【参院選2016】「動物愛護」関連政策を公約に掲げる政党は?
7月10日(日)、第24回参議院議員通常選挙の投開票が行われます。各党からさまざまな公約(マニフェスト)が発表されていますが、その中から「動物愛護」関連の政策を公約に盛り込んでいる党をピックアップして紹介します。
言及3党それぞれの趣旨は?
自由民主党
自民党は選挙公約の「安心安全」の項目「地球にやさしい環境」で、温暖化対策や食品ロス削減と並んで愛護動物について言及しています。愛護動物の遺棄や虐待等をなくすため、動物取扱業への監視・指導等に努めるとともに、飼い主等への啓発、適正譲渡の推進などに取り組みます。
日本共産党
共産党は「各分野の政策」の項目「21、環境――地球温暖化対策、公害対策、乱開発の規制、生物多様性、動物愛護」で、殺処分ゼロについて言及しています。また、地域防災計画にペット同行避難を盛り込むことや、動物実験の削減についても言及しています。ペットの譲渡促進で殺処分を減らし、動物実験に替わる方法の普及を図る
犬や猫などのペットは、こんにちでは単なる愛玩動物としてだけでなく、コンパニオン・アニマル=「伴侶動物」と考えて飼育する人も少なくありません。保健所への持ち込みや捕獲による犬や猫の殺処分数は、この間、市民団体や保健所の譲渡・返却の懸命の努力で2010年度には年間20万件を超えていたものが、2014年度には10万件まで減少しました。

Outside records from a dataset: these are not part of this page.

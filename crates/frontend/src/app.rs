use leptos::prelude::*;

use crate::app_shell::AppShell;
use crate::domain::AppStore;
use crate::layout::global_context::AppGlobalContext;
use crate::shared::api_utils::api_base;
use crate::shared::config::load_config;
use crate::system::auth::context::AuthProvider;

#[component]
pub fn App() -> impl IntoView {
    let config = load_config();
    let base = api_base(&config.api);
    log::info!("API base: {}", base);

    provide_context(config);
    provide_context(AppStore::new(&base));
    provide_context(AppGlobalContext::new());

    view! {
        <AuthProvider>
            <AppShell />
        </AuthProvider>
    }
}
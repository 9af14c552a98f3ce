define_status! {
    /// Status of a guard's assignment to a duty
    AssignmentStatus {
        Pending => ("pending", "Pending"),
        Accepted => ("accepted", "Accepted"),
        Rejected => ("rejected", "Rejected"),
        Active => ("active", "Active"),
        Completed => ("completed", "Completed"),
        Cancelled => ("cancelled", "Cancelled"),
    }
}

impl AssignmentStatus {
    /// Statuses an assignment may move to from this one
    ///
    /// The admin screen renders one button per entry.
    pub fn available_transitions(&self) -> &'static [AssignmentStatus] {
        use AssignmentStatus::*;
        match self {
            Pending => &[Accepted, Rejected, Cancelled],
            Accepted => &[Active, Cancelled],
            Active => &[Completed, Cancelled],
            Rejected | Completed | Cancelled => &[],
        }
    }

    pub fn can_transition_to(&self, next: AssignmentStatus) -> bool {
        self.available_transitions().contains(&next)
    }

    pub fn is_terminal(&self) -> bool {
        self.available_transitions().is_empty()
    }

    /// Verb shown on the button that moves an assignment into this status
    pub fn action_label(&self) -> &'static str {
        match self {
            AssignmentStatus::Pending => "Reset",
            AssignmentStatus::Accepted => "Accept",
            AssignmentStatus::Rejected => "Reject",
            AssignmentStatus::Active => "Start",
            AssignmentStatus::Completed => "Complete",
            AssignmentStatus::Cancelled => "Cancel",
        }
    }
}

#[cfg(test)]
mod tests {
    use super::*;

    #[test]
    fn test_pending_can_be_accepted_or_rejected() {
        let next = AssignmentStatus::Pending.available_transitions();
        assert_eq!(
            next,
            &[
                AssignmentStatus::Accepted,
                AssignmentStatus::Rejected,
                AssignmentStatus::Cancelled
            ]
        );
    }

    #[test]
    fn test_terminal_statuses() {
        assert!(AssignmentStatus::Completed.is_terminal());
        assert!(AssignmentStatus::Rejected.is_terminal());
        assert!(AssignmentStatus::Cancelled.is_terminal());
        assert!(!AssignmentStatus::Active.is_terminal());
    }

    #[test]
    fn test_no_skipping_acceptance() {
        assert!(!AssignmentStatus::Pending.can_transition_to(AssignmentStatus::Active));
        assert!(AssignmentStatus::Accepted.can_transition_to(AssignmentStatus::Active));
        assert!(AssignmentStatus::Active.can_transition_to(AssignmentStatus::Completed));
    }
}
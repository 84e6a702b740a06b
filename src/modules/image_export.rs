use image::{ColorType, DynamicImage, ImageEncoder, ImageError, ImageFormat, ImageReader};
use log::info;
use std::fs::File;
use std::io::BufWriter;
use std::path::{Path, PathBuf};
use crate::error::{EditorError, Result};
use crate::modules::image_editor::Snapshot;

pub const JPEG_QUALITY: u8 = 90;

/// Formats the editor can write back to.
pub const SUPPORTED_FORMATS: [ImageFormat; 4] = [ImageFormat::Jpeg, ImageFormat::Png, ImageFormat::Bmp, ImageFormat::Pnm];
/// Formats that open for viewing but are never written.
pub const READ_ONLY_FORMATS: [ImageFormat; 1] = [ImageFormat::Gif];

/// A decoded file together with the format it was detected as.
#[derive(Debug, Clone)]
pub struct OpenedImage {
    pub snapshot: Snapshot,
    pub format: Option<ImageFormat>,
}

pub fn format_name(format: ImageFormat) -> &'static str {
    match format {
        ImageFormat::Jpeg => "JPEG",
        ImageFormat::Png => "PNG",
        ImageFormat::Bmp => "BMP",
        ImageFormat::Pnm => "PPM",
        ImageFormat::Gif => "GIF",
        ImageFormat::WebP => "WEBP",
        ImageFormat::Tiff => "TIFF",
        ImageFormat::Ico => "ICO",
        _ => "UNKNOWN",
    }
}

pub fn format_description(format: ImageFormat) -> &'static str {
    match format {
        ImageFormat::Jpeg => "JPEG (ISO 10918)",
        ImageFormat::Png => "Portable network graphics",
        ImageFormat::Bmp => "Windows Bitmap",
        ImageFormat::Pnm => "Portable anymap",
        ImageFormat::Gif => "Compuserve GIF",
        ImageFormat::WebP => "WebP image",
        ImageFormat::Tiff => "Adobe TIFF",
        ImageFormat::Ico => "Windows Icon",
        _ => "Unknown format",
    }
}

pub fn is_writable_format(format: Option<ImageFormat>) -> bool {
    format.is_some_and(|f| SUPPORTED_FORMATS.contains(&f))
}

pub fn is_read_only_format(format: Option<ImageFormat>) -> bool {
    format.is_some_and(|f| READ_ONLY_FORMATS.contains(&f))
}

/// Appends `extension` (with its leading dot) unless the path already ends in it.
pub fn ensure_extension(path: &Path, extension: &str) -> PathBuf {
    if extension.is_empty() || path.to_string_lossy().ends_with(extension) { return path.to_path_buf(); }
    let mut raw = path.as_os_str().to_os_string();
    raw.push(extension);
    PathBuf::from(raw)
}

pub fn open_image(path: &Path) -> Result<OpenedImage> {
    let decode_err = |source: ImageError| EditorError::Decode { path: path.to_path_buf(), source };
    let reader = ImageReader::open(path)
        .and_then(|r| r.with_guessed_format())
        .map_err(|e| decode_err(ImageError::IoError(e)))?;
    let format: Option<ImageFormat> = reader.format();
    let image: DynamicImage = reader.decode().map_err(decode_err)?;
    info!("decoded {} as {:?} ({}x{})", path.display(), format, image.width(), image.height());
    Ok(OpenedImage { snapshot: Snapshot::new(image), format })
}

/// Encodes `snapshot` to `path` and returns the color type actually written.
///
/// Without an explicit `format` the path's extension decides. JPEG and PPM
/// cannot carry alpha, so RGBA images are flattened to RGB for them.
pub fn write_image(snapshot: &Snapshot, path: &Path, format: Option<ImageFormat>) -> Result<ColorType> {
    let write_err = |source: ImageError| EditorError::Write { path: path.to_path_buf(), source };
    let format: ImageFormat = match format {
        Some(f) => f,
        None => ImageFormat::from_path(path).map_err(write_err)?,
    };

    let img: &DynamicImage = snapshot.image();
    let flatten: bool = matches!(format, ImageFormat::Jpeg | ImageFormat::Pnm) && img.color().has_alpha();
    let out: DynamicImage = if flatten { DynamicImage::ImageRgb8(img.to_rgb8()) } else { img.clone() };

    match format {
        ImageFormat::Jpeg => {
            let file = File::create(path).map_err(|e| write_err(ImageError::IoError(e)))?;
            let mut encoder = image::codecs::jpeg::JpegEncoder::new_with_quality(BufWriter::new(file), JPEG_QUALITY);
            encoder.encode_image(&out.to_rgb8()).map_err(write_err)?;
        }
        ImageFormat::Png => {
            let file = File::create(path).map_err(|e| write_err(ImageError::IoError(e)))?;
            let encoder = image::codecs::png::PngEncoder::new_with_quality(
                BufWriter::new(file),
                image::codecs::png::CompressionType::Default,
                image::codecs::png::FilterType::Adaptive,
            );
            encoder.write_image(out.as_bytes(), out.width(), out.height(), out.color().into()).map_err(write_err)?;
        }
        other => { out.save_with_format(path, other).map_err(write_err)?; }
    }

    info!("wrote {} as {} ({}x{})", path.display(), format_name(format), out.width(), out.height());
    Ok(out.color())
}

#[cfg(test)]
mod tests {
    use super::*;
    use image::{Rgba, RgbaImage};

    #[test]
    fn extension_is_appended_once() {
        assert_eq!(ensure_extension(Path::new("/a/b"), ".png"), PathBuf::from("/a/b.png"));
        assert_eq!(ensure_extension(Path::new("/a/b.png"), ".png"), PathBuf::from("/a/b.png"));
        assert_eq!(ensure_extension(Path::new("/a/b"), ""), PathBuf::from("/a/b"));
    }

    #[test]
    fn writable_formats() {
        assert!(is_writable_format(Some(ImageFormat::Png)));
        assert!(!is_writable_format(Some(ImageFormat::Gif)));
        assert!(!is_writable_format(None));
        assert!(is_read_only_format(Some(ImageFormat::Gif)));
        assert!(!is_read_only_format(Some(ImageFormat::Png)));
        assert!(!is_read_only_format(None));
    }

    #[test]
    fn ppm_flattens_alpha() {
        let dir = tempfile::tempdir().unwrap();
        let path = dir.path().join("out.ppm");
        let snap = Snapshot::new(DynamicImage::ImageRgba8(RgbaImage::from_pixel(3, 2, Rgba([40, 50, 60, 10]))));
        assert_eq!(write_image(&snap, &path, None).unwrap(), ColorType::Rgb8);
        let reopened = open_image(&path).unwrap();
        assert_eq!(reopened.format, Some(ImageFormat::Pnm));
        assert_eq!(reopened.snapshot.mode(), "RGB");
    }

    #[test]
    fn jpeg_flattens_alpha() {
        let dir = tempfile::tempdir().unwrap();
        let path = dir.path().join("out.jpg");
        let snap = Snapshot::new(DynamicImage::ImageRgba8(RgbaImage::from_pixel(4, 4, Rgba([10, 20, 30, 128]))));
        assert_eq!(write_image(&snap, &path, None).unwrap(), ColorType::Rgb8);
        assert_eq!(open_image(&path).unwrap().format, Some(ImageFormat::Jpeg));
    }

    #[test]
    fn unknown_extension_is_a_write_error() {
        let dir = tempfile::tempdir().unwrap();
        let snap = Snapshot::new(DynamicImage::ImageRgba8(RgbaImage::new(1, 1)));
        let err = write_image(&snap, &dir.path().join("out.nope"), None).unwrap_err();
        assert!(matches!(err, EditorError::Write { .. }));
    }

    #[test]
    fn missing_file_is_a_decode_error() {
        let dir = tempfile::tempdir().unwrap();
        assert!(matches!(open_image(&dir.path().join("missing.png")), Err(EditorError::Decode { .. })));
    }
}
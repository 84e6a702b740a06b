use image::ImageFormat;
use log::{debug, info, warn};
use std::fmt;
use std::path::{Path, PathBuf};
use crate::error::Result;
use crate::modules::image_export::write_image;
use super::ie_main::{Snapshot, SourceInfo, color_mode};

/// Where the cursor sits in the history, used to decide what undo/redo can do.
#[derive(Debug, Clone, Copy, PartialEq, Eq)]
pub enum Position {
    /// A single snapshot: nothing to undo or redo.
    Start,
    First,
    Last,
    Middle,
}

/// What a history mutation changed. Empty when the call was a no-op.
#[derive(Debug, Clone, Copy, Default, PartialEq, Eq)]
pub struct Update {
    pub snapshot_replaced: bool,
    pub size_changed: bool,
    /// The `changed` flag flipped.
    pub saved_state_changed: bool,
    pub path_changed: bool,
}

impl Update {
    pub fn is_empty(&self) -> bool {
        !(self.snapshot_replaced || self.size_changed || self.saved_state_changed || self.path_changed)
    }
}

/// Enabled state of the undo and redo actions.
#[derive(Debug, Clone, Copy, Default, PartialEq, Eq)]
pub struct ActionState { pub undo: bool, pub redo: bool }

impl ActionState {
    pub fn from_position(position: Option<Position>) -> Self {
        match position {
            Some(Position::First) => Self { undo: false, redo: true },
            Some(Position::Last) => Self { undo: true, redo: false },
            Some(Position::Middle) => Self { undo: true, redo: true },
            Some(Position::Start) | None => Self::default(),
        }
    }
}

pub type Listener = Box<dyn FnMut(&Update)>;

/// Linear edit history of one document.
///
/// `changes[head]` is the displayed snapshot and `changes[tail]` the one last
/// written to disk. A new edit made after an undo discards everything past
/// `head`; there is no redo tree.
pub struct History {
    changes: Vec<Snapshot>,
    head: usize,
    /// `None` once the saved snapshot has been discarded by branch truncation.
    tail: Option<usize>,
    info: SourceInfo,
    listeners: Vec<Listener>,
}

impl Default for History {
    fn default() -> Self { Self::new() }
}

impl fmt::Debug for History {
    fn fmt(&self, f: &mut fmt::Formatter<'_>) -> fmt::Result {
        f.debug_struct("History")
            .field("len", &self.changes.len())
            .field("head", &self.head())
            .field("tail", &self.tail())
            .field("info", &self.info)
            .field("listeners", &self.listeners.len())
            .finish()
    }
}

impl History {
    pub fn new() -> Self {
        Self { changes: Vec::new(), head: 0, tail: None, info: SourceInfo::default(), listeners: Vec::new() }
    }

    /// Registers a callback run after every mutation that changed something.
    pub fn subscribe(&mut self, listener: Listener) { self.listeners.push(listener); }

    pub fn is_empty(&self) -> bool { self.changes.is_empty() }
    pub fn len(&self) -> usize { self.changes.len() }
    pub fn snapshots(&self) -> &[Snapshot] { &self.changes }
    pub fn info(&self) -> &SourceInfo { &self.info }
    pub fn head(&self) -> Option<usize> { if self.is_empty() { None } else { Some(self.head) } }
    pub fn tail(&self) -> Option<usize> { if self.is_empty() { None } else { self.tail } }
    pub fn current(&self) -> Option<&Snapshot> { self.changes.get(self.head) }

    pub fn changed(&self) -> bool { !self.is_empty() && self.tail != Some(self.head) }

    /// True while the document has never been written during its lifetime.
    // A saved snapshot lost to branch truncation (`tail == None`) is not a
    // first save: the document has a file, so plain save writes in place.
    pub fn first_save(&self) -> bool { self.tail() == Some(0) }

    pub fn position(&self) -> Option<Position> {
        let last: usize = self.changes.len().checked_sub(1)?;
        Some(match (self.head == 0, self.head == last) {
            (true, true) => Position::Start,
            (true, false) => Position::First,
            (false, true) => Position::Last,
            (false, false) => Position::Middle,
        })
    }

    pub fn actions(&self) -> ActionState { ActionState::from_position(self.position()) }

    /// Starts a new document lifetime from a freshly opened image.
    ///
    /// `format` is the format detected while decoding; when absent it is
    /// inferred from the path's extension.
    pub fn new_document(&mut self, snapshot: Snapshot, path: &Path, format: Option<ImageFormat>) -> Update {
        let was_changed: bool = self.changed();
        let path_changed: bool = self.info.path != path;

        self.changes.clear();
        self.changes.push(snapshot);
        self.head = 0; self.tail = Some(0);

        let current: &Snapshot = &self.changes[0];
        let size_changed: bool = self.info.set_size(current);
        self.info.mode = current.mode().to_string();
        self.info.set_path(path, format);
        info!("opened {} ({}, {})", path.display(), self.info.size, self.info.mode);

        self.notify(Update { snapshot_replaced: true, size_changed, saved_state_changed: was_changed, path_changed })
    }

    /// Appends an edit, discarding any redo snapshots past the cursor.
    pub fn add(&mut self, snapshot: Snapshot) -> Update {
        if self.is_empty() { warn!("edit ignored: no document is open"); return Update::default(); }
        let was_changed: bool = self.changed();

        let last: usize = self.changes.len() - 1;
        if self.head != last {
            self.changes.truncate(self.head + 1);
            if self.tail.is_some_and(|t| t > self.head) { self.tail = None; }
            debug!("discarded {} redo snapshot(s)", last - self.head);
        }
        self.changes.push(snapshot);
        self.head = self.changes.len() - 1;
        debug!("add: head={} len={}", self.head, self.changes.len());

        self.moved(was_changed)
    }

    pub fn undo(&mut self) -> Update {
        if self.is_empty() || self.head == 0 { return Update::default(); }
        let was_changed: bool = self.changed();
        self.head -= 1;
        debug!("undo: head={}", self.head);
        self.moved(was_changed)
    }

    pub fn redo(&mut self) -> Update {
        if self.is_empty() || self.head == self.changes.len() - 1 { return Update::default(); }
        let was_changed: bool = self.changed();
        self.head += 1;
        debug!("redo: head={}", self.head);
        self.moved(was_changed)
    }

    /// Writes the current snapshot and marks it as saved.
    ///
    /// With `path` this is "save as": the file is written there, the format
    /// follows its extension, and the path fields of [`SourceInfo`] move to
    /// it. Without, the image is written back to the document's own path in
    /// its original format. The saved marker only moves once the write
    /// succeeded.
    pub fn save(&mut self, path: Option<&Path>) -> Result<Update> {
        let snapshot: Snapshot = match self.current() {
            Some(s) => s.clone(),
            None => { warn!("save ignored: no document is open"); return Ok(Update::default()); }
        };
        let was_changed: bool = self.changed();

        let path_changed: bool = match path {
            Some(target) => {
                let written = write_image(&snapshot, target, None)?;
                let path_changed: bool = self.info.path != target;
                self.info.set_path(target, None);
                self.info.mode = color_mode(written).to_string();
                path_changed
            }
            None => {
                let target: PathBuf = self.info.path.clone();
                write_image(&snapshot, &target, self.info.format)?;
                false
            }
        };

        self.tail = Some(self.head);
        info!("saved {} at history index {}", self.info.path.display(), self.head);
        Ok(self.notify(Update { snapshot_replaced: false, size_changed: false, saved_state_changed: was_changed, path_changed }))
    }

    fn moved(&mut self, was_changed: bool) -> Update {
        let current: Snapshot = self.changes[self.head].clone();
        let size_changed: bool = self.info.set_size(&current);
        let saved_state_changed: bool = was_changed != self.changed();
        self.notify(Update { snapshot_replaced: true, size_changed, saved_state_changed, path_changed: false })
    }

    fn notify(&mut self, update: Update) -> Update {
        if !update.is_empty() {
            for listener in &mut self.listeners { listener(&update); }
        }
        update
    }
}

川崎市、熊本市、札幌市などが犬の「殺処分ゼロ」達成し、広島県も今年度達成する見込みだとしています。
殺処分を減らすためには、なによりも飼い主の責任として、ペットが死ぬまで飼いつづけることが基本です。同時に、引き取り手の見つからないまま子猫・子犬が処分されることがないよう、里親を探すなど譲渡する数をふやすことが重要です。そのために活動している動物愛護団体やNPOは、保護している間の人手や費用がかかるので、公的な支援を強めます。新たに犬猫を飼い始めようとしている人に、保護された犬猫を飼うという選択肢があることを、周知啓発する取り組みを強めます。自治体の動物愛護センターが、保護し譲渡する施設として機能することをめざします。子犬は引き取り手が見つかりやすいのに比べ、成犬はみつけにくく処分されることが多いといわれています。譲渡の可能性を広げるためには、性格を知り、必要な矯正をし、一定期間の健康管理をするなど手間と時間が必要です。行政だけでこうした措置をカバーすることは困難ですが、愛護団体やNPO、地域の住民の協力なども得られる仕組みをつくります。政府は、市町村による動物との共生の地域ビジョンの作成を支援し、不妊手術への助成制度の創設や、譲渡促進のとりくみへの支援などに乗り出すべきです。
2012年9月、動物愛護管理法が改正されましたが、順調な成育を妨げないために、出生後56日を経過しない子犬や子猫の親からの引き離しを禁じている一方、付則で施行後3年間は出生後45日としており、業者の利益優先ではなく動物の命と健康、予防原則の立場から、一日も早く本則の実現を図ることが大切です。
法改正で、犬猫のインターネット販売時の現物確認や、書面による対面説明が義務化されましたが、業界や自治体に徹底を図ることが必要です。
東日本大震災や熊本地震の教訓からも災害対策での避難計画にペットの避難を位置づけることが必要になっています。災害対策基本法の地域防災計画などとの連携を図るとともに、同計画にペットの同行避難を加えることを検討すべきです。
先進各国では、動物実験に替わって、動物を使用しない試験方法(代替法)の開発がすすめられています。OECDなどにおいても、試験ガイドラインのなかに代替法を採用することで動物実験を削減しようという動きもあります。代替法の採用を進め、動物実験を可能な限り回避するよう努めます。 こうした内容を、動物愛護法の改正に反映させます。
社会民主党
社民党は選挙公約の「CHANGE.5 地域」の項目「みどり・環境」で、温暖化対策や公害問題と並んで殺処分ゼロについて言及しています。「犬猫殺処分ゼロ」実現をめざします。